### PROMPT
Show the lines of the material that contain the word "ConnectionError".

### DATA FOR PROCESSING
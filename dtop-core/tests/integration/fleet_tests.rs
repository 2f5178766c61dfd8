//! Integration tests for concurrent fleet polling
//!
//! Every test runs the full resolve, connect, collect, release pipeline
//! against a `ScriptedConnector`.

use std::time::Duration;

use dtop_core::monitoring::{FREE_COMMAND, GPU_QUERY_COMMAND, VMSTAT_COMMAND};
use dtop_core::{
    AliasTable, ConnectionError, FleetPoller, PollSettings, ReportFormatter, ScriptedConnector,
    ScriptedHost,
};

/// `vmstat` output with the given idle percentage
fn vmstat(idle: u8) -> String {
    format!(
        "procs -----------memory---------- ---swap-- -----io---- -system-- ------cpu-----\n \
         r  b   swpd   free   buff  cache   si   so    bi    bo   in   cs us sy id wa st\n \
         1  0      0 7012345 123456 2345678    0    0     3    11   52   97  1  1 {idle}  0  0\n"
    )
}

/// Legacy `free` output with a `-/+ buffers/cache` row
fn free(total: u64, used: u64) -> String {
    format!(
        "             total       used       free     shared    buffers     cached\n\
         Mem:      {total}    {total}          0          0          0          0\n\
         -/+ buffers/cache:    {used}    0\n\
         Swap:            0          0          0\n"
    )
}

const TWO_GPU_XML: &str = r#"<?xml version="1.0" ?>
<!DOCTYPE nvidia_smi_log SYSTEM "nvsmi_device_v12.dtd">
<nvidia_smi_log>
    <driver_version>550.54.14</driver_version>
    <attached_gpus>2</attached_gpus>
    <gpu id="00000000:3B:00.0">
        <product_name>NVIDIA A100-PCIE-40GB</product_name>
        <fb_memory_usage>
            <total>40960 MiB</total>
            <reserved>0 MiB</reserved>
            <used>4096 MiB</used>
            <free>36864 MiB</free>
        </fb_memory_usage>
        <utilization>
            <gpu_util>55 %</gpu_util>
            <memory_util>12 %</memory_util>
        </utilization>
        <processes>
            <process_info>
                <pid>4242</pid>
                <type>C</type>
                <process_name>python</process_name>
                <used_memory>4000 MiB</used_memory>
            </process_info>
        </processes>
    </gpu>
    <gpu id="00000000:AF:00.0">
        <product_name>NVIDIA A100-PCIE-40GB</product_name>
        <fb_memory_usage>
            <total>40960 MiB</total>
            <reserved>0 MiB</reserved>
            <used>2048 MiB</used>
            <free>38912 MiB</free>
        </fb_memory_usage>
        <utilization>
            <gpu_util>0 %</gpu_util>
            <memory_util>0 %</memory_util>
        </utilization>
        <processes>
        </processes>
    </gpu>
</nvidia_smi_log>
"#;

fn cpu_host(idle: u8, mem_used: u64) -> ScriptedHost {
    ScriptedHost::new()
        .with_output(VMSTAT_COMMAND, vmstat(idle))
        .with_output(FREE_COMMAND, free(1000, mem_used))
        // No nvidia-smi installed
        .with_exit_status(GPU_QUERY_COMMAND, "", 127)
}

fn hosts(names: &[&str]) -> Vec<String> {
    names.iter().map(ToString::to_string).collect()
}

fn refused(host: &str) -> ConnectionError {
    ConnectionError::Unreachable {
        host: host.to_string(),
        reason: "Connection refused".to_string(),
    }
}

#[tokio::test]
async fn test_five_hosts_third_fails_keeps_order() {
    let connector = ScriptedConnector::new()
        .with_host("h1", cpu_host(90, 100))
        .with_host("h2", cpu_host(80, 200))
        .with_host("h3", ScriptedHost::new().with_connect_error(refused("h3")))
        .with_host("h4", cpu_host(60, 400))
        .with_host("h5", cpu_host(50, 500));
    let poller = FleetPoller::new(connector, PollSettings::default());

    let requested = hosts(&["h1", "h2", "h3", "h4", "h5"]);
    let fleet = poller.poll(&AliasTable::new(), &requested, "ml").await;

    assert_eq!(fleet.total, 5);
    assert_eq!(fleet.succeeded, 4);
    assert_eq!(fleet.failed, 1);

    let order: Vec<&str> = fleet.reports.iter().map(|r| r.host.as_str()).collect();
    assert_eq!(order, ["h1", "h2", "h3", "h4", "h5"]);

    assert!(!fleet.reports[2].is_success());
    assert_eq!(
        fleet.reports[2].error.as_deref(),
        Some("Host h3 unreachable: Connection refused")
    );
    for (i, report) in fleet.reports.iter().enumerate().filter(|(i, _)| *i != 2) {
        assert!(report.is_success(), "host {i} should succeed");
        assert!(report.gpus.is_empty());
    }

    assert_eq!(
        ReportFormatter::format(&fleet.reports[0]),
        "h1: CPU 10%, RAM 10%"
    );
    assert_eq!(
        ReportFormatter::format(&fleet.reports[2]),
        "h3: ERROR — Host h3 unreachable: Connection refused"
    );

    // h3 never opened a session; the other four were all released
    assert_eq!(poller.connector().opened(), 4);
    assert_eq!(poller.connector().released(), 4);
}

#[tokio::test(start_paused = true)]
async fn test_output_order_ignores_completion_order() {
    let connector = ScriptedConnector::new()
        .with_host(
            "slow",
            cpu_host(10, 100).with_connect_latency(Duration::from_secs(3)),
        )
        .with_host(
            "medium",
            cpu_host(20, 100).with_command_latency(Duration::from_millis(500)),
        )
        .with_host("fast", cpu_host(30, 100));
    let poller = FleetPoller::new(connector, PollSettings::default());

    let requested = hosts(&["slow", "medium", "fast"]);
    let fleet = poller.poll(&AliasTable::new(), &requested, "ml").await;

    let order: Vec<&str> = fleet.reports.iter().map(|r| r.host.as_str()).collect();
    assert_eq!(order, ["slow", "medium", "fast"]);
    assert!(fleet.all_succeeded());
    assert!(fleet.reports[0].elapsed_ms >= fleet.reports[2].elapsed_ms);
}

#[tokio::test(start_paused = true)]
async fn test_hosts_run_concurrently() {
    let mut connector = ScriptedConnector::new();
    let names: Vec<String> = (0..8).map(|i| format!("node{i}")).collect();
    for name in &names {
        connector = connector.with_host(
            name.as_str(),
            cpu_host(50, 500).with_connect_latency(Duration::from_secs(10)),
        );
    }
    let settings = PollSettings {
        concurrency: 8,
        host_timeout_secs: 15,
        ..PollSettings::default()
    };
    let poller = FleetPoller::new(connector, settings);

    let started = tokio::time::Instant::now();
    let fleet = poller.poll(&AliasTable::new(), &names, "ml").await;

    // Sequential polling would need 80 s and blow through the host timeout
    assert!(started.elapsed() < Duration::from_secs(15));
    assert!(fleet.all_succeeded());
}

#[tokio::test(start_paused = true)]
async fn test_per_host_timeout_only_fails_that_host() {
    let connector = ScriptedConnector::new()
        .with_host("ok", cpu_host(75, 250))
        .with_host(
            "hung",
            cpu_host(75, 250).with_command_latency(Duration::from_secs(3600)),
        );
    let settings = PollSettings {
        host_timeout_secs: 2,
        ..PollSettings::default()
    };
    let poller = FleetPoller::new(connector, settings);

    let fleet = poller
        .poll(&AliasTable::new(), &hosts(&["hung", "ok"]), "ml")
        .await;

    assert_eq!(
        fleet.reports[0].error.as_deref(),
        Some("Host poll timed out after 2 seconds")
    );
    assert!(fleet.reports[1].is_success());

    // The abandoned session was dropped and therefore released
    assert_eq!(poller.connector().opened(), 2);
    assert_eq!(poller.connector().open_sessions(), 0);
}

#[tokio::test]
async fn test_parse_failure_releases_session() {
    let connector = ScriptedConnector::new().with_host(
        "broken",
        ScriptedHost::new()
            .with_output(VMSTAT_COMMAND, "vmstat: command not found\n")
            .with_output(FREE_COMMAND, free(1000, 10)),
    );
    let poller = FleetPoller::new(connector, PollSettings::default());

    let report = poller.poll_host(&AliasTable::new(), "broken", "ml").await;

    let error = report.error.unwrap_or_default();
    assert!(error.starts_with("Failed to parse monitoring output"), "{error}");
    assert_eq!(poller.connector().opened(), 1);
    assert_eq!(poller.connector().released(), 1);
}

#[tokio::test]
async fn test_gpu_host_line() {
    let connector = ScriptedConnector::new().with_host(
        "gpu1",
        ScriptedHost::new()
            .with_output(VMSTAT_COMMAND, vmstat(93))
            .with_output(FREE_COMMAND, free(1000, 420))
            .with_output(GPU_QUERY_COMMAND, TWO_GPU_XML),
    );
    let poller = FleetPoller::new(connector, PollSettings::default());

    let fleet = poller.poll(&AliasTable::new(), &hosts(&["gpu1"]), "ml").await;

    assert_eq!(
        ReportFormatter::format(&fleet.reports[0]),
        "gpu1: CPU  7%, RAM 42% / GPU0: 55%, VRAM 10% / GPU1:  0%, VRAM  5% (1/2 GPU used)"
    );
}

#[tokio::test]
async fn test_duplicate_hosts_polled_independently() {
    let connector = ScriptedConnector::new().with_host("dup", cpu_host(40, 300));
    let poller = FleetPoller::new(connector, PollSettings::default());

    let fleet = poller
        .poll(&AliasTable::new(), &hosts(&["dup", "dup"]), "ml")
        .await;

    assert_eq!(fleet.total, 2);
    assert!(fleet.all_succeeded());
    assert_eq!(poller.connector().opened(), 2);
    assert_eq!(poller.connector().released(), 2);
}

#[tokio::test]
async fn test_empty_host_list() {
    let poller = FleetPoller::new(ScriptedConnector::new(), PollSettings::default());
    let fleet = poller.poll(&AliasTable::new(), &[], "ml").await;
    assert_eq!(fleet.total, 0);
    assert!(fleet.all_succeeded());
}

#[tokio::test]
async fn test_aliases_route_to_real_hostname() {
    let aliases = AliasTable::parse(
        "Host trainer-*\n    HostName %h.cluster.internal\n    User svc\n",
    )
    .unwrap();
    let connector = ScriptedConnector::new()
        .with_host("trainer-1.cluster.internal", cpu_host(0, 1000))
        .with_host("trainer-2.cluster.internal", cpu_host(100, 0));
    let poller = FleetPoller::new(connector, PollSettings::default());

    let fleet = poller
        .poll(&aliases, &hosts(&["trainer-1", "trainer-2"]), "ml")
        .await;

    assert!(fleet.all_succeeded());
    assert_eq!(
        ReportFormatter::format(&fleet.reports[0]),
        "trainer-1: CPU100%, RAM100%"
    );
    assert_eq!(
        ReportFormatter::format(&fleet.reports[1]),
        "trainer-2: CPU  0%, RAM  0%"
    );
}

### SOLUTION TO THE PROBLEM
    AliasTable, ConnectionError, FleetPoller, PollSettings, ReportFormatter, ScriptedConnector,
fn refused(host: &str) -> ConnectionError {
    ConnectionError::Unreachable {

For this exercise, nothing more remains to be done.